期刊:Computers and Electronics in AgricultureDOI:10.1016/j.compag.2020.105275

基于分数阶微分和优化光谱指数估测棉花冠层全氮含量的研究

一、 主要作者、机构与发表信息

本研究由Yierxiati Abulaiti(第一作者)、Mamat Sawut(通讯作者)、Baidengsha Maimaitiaili和Ma Chunyue共同完成。所有作者均来自中国新疆大学资源与环境科学学院、新疆大学绿洲生态教育部重点实验室以及新疆大学智慧城市与环境建模新疆普通高校重点实验室(部分作者)。研究合作单位还包括新疆农业科学院核技术与生物技术研究所。该研究成果于2020年发表在学术期刊《Computers and Electronics in Agriculture》(第171卷,文章编号105275)上。

二、 学术背景与研究目的

本研究属于精准农业和农业遥感领域,具体聚焦于利用高光谱技术无损估测作物生化参数。氮是构成叶绿素、蛋白质和酶的关键生化组分,是评估作物光合能力和营养水平的关键指标。传统的全氮含量(Total Nitrogen Content, TNC)测定方法(如凯氏定氮法)虽然准确,但耗时、昂贵且具有破坏性。因此,发展快速、高效、经济的TNC估测技术对于实施精准氮肥管理、保障粮食安全和减少环境污染具有重要意义。

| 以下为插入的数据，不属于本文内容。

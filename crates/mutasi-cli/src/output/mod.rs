pub mod json;
pub mod report;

高光谱遥感因其快速、大范围和非侵入的特点,已成为研究作物生化特性的有力工具。在估测TNC时,常用的方法包括基于特征波段的统计建模、基于植被指数(Vegetation Index, VI)的经验模型以及基于吸收反射特征(如红边参数)的提取。其中,光谱数据变换技术(如导数分析)在增强光谱信号、降低背景噪音方面表现出强大能力。然而,传统的一阶和二阶整数阶导数(First and Second Order Derivatives)存在局限:它们可能无法挖掘原始光谱中存在的渐变趋势,并导致原始光谱中有用信息的丢失。

相比之下,分数阶微分(Fractional-Order Derivative, FOD)允许在微小间隔内进行微积分运算,能够更精细地探索光谱曲线中的敏感信息,被认为是一种潜力巨大的光谱预处理方法。同时,优化的双波段光谱指数(如归一化差值光谱指数Normalized Difference Spectral Index, NDSI和比值光谱指数Ratio Spectral Index, RSI)能够通过穷举所有波段组合来寻找与目标参数最相关的波段对,克服了传统植被指数波段选择单一、普适性差的问题。然而,将FOD光谱与优化光谱指数相结合来估测棉花TNC的研究尚未见报道。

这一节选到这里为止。